Untuk dinyatakan lulus sertifikasi, setiap alutsista mesti menjalani ’’penyiksaan’’ lebih dulu.

Misalnya, rancang bangun senjata multilaras. Sampai saat ini, senjata itu masih dikembangkan Dislitbangad.

Padahal, kemampuannya sudah mentereng. Dari uji coba terakhir tercatat, senjata itu mampu menembakkan 3.000 peluru per menit. Jarak tembaknya juga cukup jauh.

’’Efektifnya 600 meter. Tapi, bisa lebih dari satu kilometer,’’ kata Mayor Inf Darmaji, kepala Seksi Rencana Kegiatan Bagian Materiil Umum Subdis Materiil Dislitbangad.

Dia termasuk salah seorang prajurit yang terlibat dalam pengembangan senjata tersebut.

Tidak sembarang ucap, Darmaji menunjukkan cara kerja rancang bangun senjata multilaras itu.

Tidak ubahnya senapan mesin dalam film perang, deru suara senjata tersebut begitu rancak.

Mocong senjata itu mampu memutar enam laras peluru kaliber 7,62 milimeter dengan cepat.

Dari enam laras itu, 3.000 peluru bisa ditembakkan hanya dalam hitungan 60 detik.

Apabila meluncur dalam jarak efektif, bisa dipastikan seluruh peluru yang ditembakkan mendarat tepat sasaran.

Musuh tanpa pelindung lapis baja sudah pasti tumbang kena serbuan peluru itu.

Meski senjata tersebut sudah dibekali kemampuan mentereng, Dislitbangad belum mengeluarkan sertifikat kelulusan.

Serangkaian ’’penyiksaan’’ melalui pengujian masih harus dilakukan.

Sebab, senjata dengan bobot hingga 60 kilogram itu diproyeksikan andal dalam pertempuran darat, air, maupun udara. Karena itu, pengembangan terus dilakukan.

Dengan bantuan PT Pindad, Dislitbangad ingin kemampuan senjata tersebut mencapai titik maksimal sehingga tidak mengecewakan ketika dinyatakan lulus uji dan diproduksi secara masal.

Selain harus memenuhi standar uji kemampuan, setiap alutsista TNI-AD wajib melalui uji kelancaran kerja.

Khusus senjata api, salah satu pengujian yang harus dilalui adalah direndam di dalam air laut, air tawar, dan lumpur.

’’Masing-masing berdurasi 15 menit,’’ ungkap Kepala Seksi Uji Senjata Amunisi Laboratorium Dislitbangad Mayor Inf Suratmoko.

Apabila senjata tidak berfungsi optimal setelah melalui tiga uji coba itu, label tidak layak produksi langsung disematkan.

Ketika Jawa pos menyambangi Laboratorium Dislitbangad, memang tidak ada aktivitas uji senjata api.

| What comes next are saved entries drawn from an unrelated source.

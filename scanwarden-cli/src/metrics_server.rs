//! Prometheus metrics HTTP server.
//!
//! Uses the built-in HTTP listener from `metrics-exporter-prometheus`
//! to expose the engine's job counters while a scan runs.
//!
//! # Usage
//!
//! ```ignore
//! let config = MetricsConfig::default();
//! install_metrics_recorder(&config)?;
//! // After this, all metrics::counter!(), metrics::gauge!(), metrics::histogram!() calls are recorded
//! ```

use std::net::SocketAddr;

use anyhow::Result;
use metrics_exporter_prometheus::PrometheusBuilder;
use scanwarden_core::config::MetricsConfig;

/// Resolve the listen address from the metrics configuration.
pub fn listen_addr(config: &MetricsConfig) -> Result<SocketAddr> {
    if config.endpoint != "/metrics" {
        return Err(anyhow::anyhow!(
            "unsupported metrics endpoint '{}': only '/metrics' is currently supported",
            config.endpoint
        ));
    }

    format!("{}:{}", config.listen_addr, config.port)
        .parse()
        .map_err(|e| anyhow::anyhow!("invalid metrics listen address: {}", e))
}

/// Install the global metrics recorder and start the HTTP listener.
///
/// This function should be called once per process.
///
/// # Errors
///
/// - Unsupported endpoint or unparsable address
/// - Socket binding fails
/// - Global recorder is already installed
pub fn install_metrics_recorder(config: &MetricsConfig) -> Result<()> {
    let addr = listen_addr(config)?;

    if addr.ip().is_unspecified() {
        tracing::warn!(
            listen_addr = %addr,
            "metrics endpoint is exposed on all interfaces; restrict listen_addr in untrusted networks"
        );
    }

    PrometheusBuilder::new()
        .with_http_listener(addr)
        .install()
        .map_err(|e| anyhow::anyhow!("failed to install metrics recorder: {}", e))?;

    scanwarden_core::metrics::describe_all();

    tracing::info!(listen_addr = %addr, "Prometheus metrics endpoint active");

    Ok(())
}
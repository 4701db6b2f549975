//! 스캔 엔진 설정
//!
//! [`ScanEngineConfig`]는 core의 [`EngineConfig`](scanwarden_core::config::EngineConfig)에서
//! 파생되며, 프로세스 제어 시간 제한과 출력 크기 상한을 담습니다.
//!
//! # 사용 예시
//!
//! ```
//! use scanwarden_engine::ScanEngineConfigBuilder;
//!
//! let config = ScanEngineConfigBuilder::new()
//!     .nmap_path("/usr/bin/nmap")
//!     .stop_timeout_secs(10)
//!     .build()
//!     .unwrap();
//! assert_eq!(config.stop_timeout().as_secs(), 10);
//! ```

use std::time::Duration;

use serde::{Deserialize, Serialize};

use crate::error::ScanEngineError;

/// 설정 상한값 상수
const MAX_STOP_TIMEOUT_SECS: u64 = 300;
const MAX_EXIT_GRACE_SECS: u64 = 300;
const MAX_DRAIN_TIMEOUT_SECS: u64 = 60;
const MAX_XML_BYTES: usize = 1024 * 1024 * 1024; // 1 GB
const MAX_CHANNEL_CAPACITY: usize = 65_536;

/// 스캔 엔진 설정
#[derive(Debug, Clone, PartialEq, Eq, Serialize, Deserialize)]
pub struct ScanEngineConfig {
    /// nmap 실행 파일 경로
    pub nmap_path: String,
    /// 정상 종료(SIGTERM) 후 강제 종료까지 대기 시간 (초)
    pub stop_timeout_secs: u64,
    /// XML 문서 종료 후 프로세스 종료를 기다리는 시간 (초)
    pub exit_grace_secs: u64,
    /// 프로세스 종료 후 남은 출력 drain 대기 시간 (초)
    pub drain_timeout_secs: u64,
    /// 캡처할 XML 최대 크기 (바이트)
    pub max_xml_bytes: usize,
    /// 진단용으로 보존할 비-XML 출력 최대 크기 (바이트)
    pub max_transcript_bytes: usize,
    /// 이벤트 broadcast 채널 용량
    pub event_channel_capacity: usize,
    /// 보존할 종료 작업 수 (0이면 무제한)
    pub history_limit: usize,
}

impl Default for ScanEngineConfig {
    fn default() -> Self {
        Self::from_core(&scanwarden_core::config::EngineConfig::default())
    }
}

impl ScanEngineConfig {
    /// core의 `EngineConfig`에서 엔진 설정을 생성합니다.
    pub fn from_core(core: &scanwarden_core::config::EngineConfig) -> Self {
        Self {
            nmap_path: core.nmap_path.clone(),
            stop_timeout_secs: core.stop_timeout_secs,
            exit_grace_secs: core.exit_grace_secs,
            drain_timeout_secs: core.drain_timeout_secs,
            max_xml_bytes: core.max_xml_bytes,
            max_transcript_bytes: core.max_transcript_bytes,
            event_channel_capacity: core.event_channel_capacity,
            history_limit: core.history_limit,
        }
    }

    /// 정상 종료 대기 시간
    pub fn stop_timeout(&self) -> Duration {
        Duration::from_secs(self.stop_timeout_secs)
    }

    /// XML 종료 후 프로세스 종료 대기 시간
    pub fn exit_grace(&self) -> Duration {
        Duration::from_secs(self.exit_grace_secs)
    }

    /// 출력 drain 대기 시간
    pub fn drain_timeout(&self) -> Duration {
        Duration::from_secs(self.drain_timeout_secs)
    }

    /// 설정 값의 유효성을 검증합니다.
    ///
    /// # 검증 규칙
    ///
    /// - `nmap_path`: 비어있으면 안 됨
    /// - `stop_timeout_secs`: 1-300
    /// - `exit_grace_secs`: 0-300
    /// - `drain_timeout_secs`: 0-60
    /// - `max_xml_bytes`: 1-1GiB
    /// - `event_channel_capacity`: 1-65536
    pub fn validate(&self) -> Result<(), ScanEngineError> {
        if self.nmap_path.trim().is_empty() {
            return Err(ScanEngineError::config("nmap_path", "must not be empty"));
        }

        if self.stop_timeout_secs == 0 || self.stop_timeout_secs > MAX_STOP_TIMEOUT_SECS {
            return Err(ScanEngineError::config(
                "stop_timeout_secs",
                format!("must be 1-{MAX_STOP_TIMEOUT_SECS}"),
            ));
        }

        if self.exit_grace_secs > MAX_EXIT_GRACE_SECS {
            return Err(ScanEngineError::config(
                "exit_grace_secs",
                format!("must be 0-{MAX_EXIT_GRACE_SECS}"),
            ));
        }

        if self.drain_timeout_secs > MAX_DRAIN_TIMEOUT_SECS {
            return Err(ScanEngineError::config(
                "drain_timeout_secs",
                format!("must be 0-{MAX_DRAIN_TIMEOUT_SECS}"),
            ));
        }

        if self.max_xml_bytes == 0 || self.max_xml_bytes > MAX_XML_BYTES {
            return Err(ScanEngineError::config(
                "max_xml_bytes",
                format!("must be 1-{MAX_XML_BYTES}"),
            ));
        }

        if self.event_channel_capacity == 0 || self.event_channel_capacity > MAX_CHANNEL_CAPACITY
        {
            return Err(ScanEngineError::config(
                "event_channel_capacity",
                format!("must be 1-{MAX_CHANNEL_CAPACITY}"),
            ));
        }

        Ok(())
    }
}

/// [`ScanEngineConfig`] 빌더
#[derive(Default)]
pub struct ScanEngineConfigBuilder {
    config: ScanEngineConfig,
}

impl ScanEngineConfigBuilder {
    /// 기본값을 가진 새 빌더를 생성합니다.
    pub fn new() -> Self {
        Self::default()
    }

    /// nmap 실행 파일 경로를 설정합니다.
    pub fn nmap_path(mut self, path: impl Into<String>) -> Self {
        self.config.nmap_path = path.into();
        self
    }

    /// 정상 종료 대기 시간(초)을 설정합니다.
    pub fn stop_timeout_secs(mut self, secs: u64) -> Self {
        self.config.stop_timeout_secs = secs;
        self
    }

    /// XML 종료 후 대기 시간(초)을 설정합니다.
    pub fn exit_grace_secs(mut self, secs: u64) -> Self {
        self.config.exit_grace_secs = secs;
        self
    }

    /// drain 대기 시간(초)을 설정합니다.
    pub fn drain_timeout_secs(mut self, secs: u64) -> Self {
        self.config.drain_timeout_secs = secs;
        self
    }

    /// XML 최대 크기를 설정합니다.
    pub fn max_xml_bytes(mut self, bytes: usize) -> Self {
        self.config.max_xml_bytes = bytes;
        self
    }

    /// 진단 출력 최대 크기를 설정합니다.
    pub fn max_transcript_bytes(mut self, bytes: usize) -> Self {
        self.config.max_transcript_bytes = bytes;
        self
    }

    /// 이벤트 채널 용량을 설정합니다.
    pub fn event_channel_capacity(mut self, capacity: usize) -> Self {
        self.config.event_channel_capacity = capacity;
        self
    }

    /// 보존할 종료 작업 수를 설정합니다.
    pub fn history_limit(mut self, limit: usize) -> Self {
        self.config.history_limit = limit;
        self
    }

    /// 설정을 검증하고 빌드합니다.
    ///
    /// # Errors
    ///
    /// 유효성 검증 실패 시 `ScanEngineError::Config` 반환
    pub fn build(self) -> Result<ScanEngineConfig, ScanEngineError> {
        self.config.validate()?;
        Ok(self.config)
    }
}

Namun, proses uji tersebut diperlihatkan dalam video dokumentasi.

Tidak hanya wajib tahan rendaman air laut, air tawar, dan lumpur, senjata api yang diuji coba juga harus tahan banting.

Melalui uji manual, berkali-kali senjata api dilempar dari ketinggian 3 meter.

Bila tidak mengalami kerusakan sama sekali, senjata itu berarti tergolong tahan banting.

Rangkaian uji coba tersebut tidak boleh dilewatkan. Sebab, setiap senjata api yang dibawa prajurit TNI-AD harus tahan segala medan.

Ketentuan itu juga berlaku untuk setiap amunisi yang melengkapi senjata api.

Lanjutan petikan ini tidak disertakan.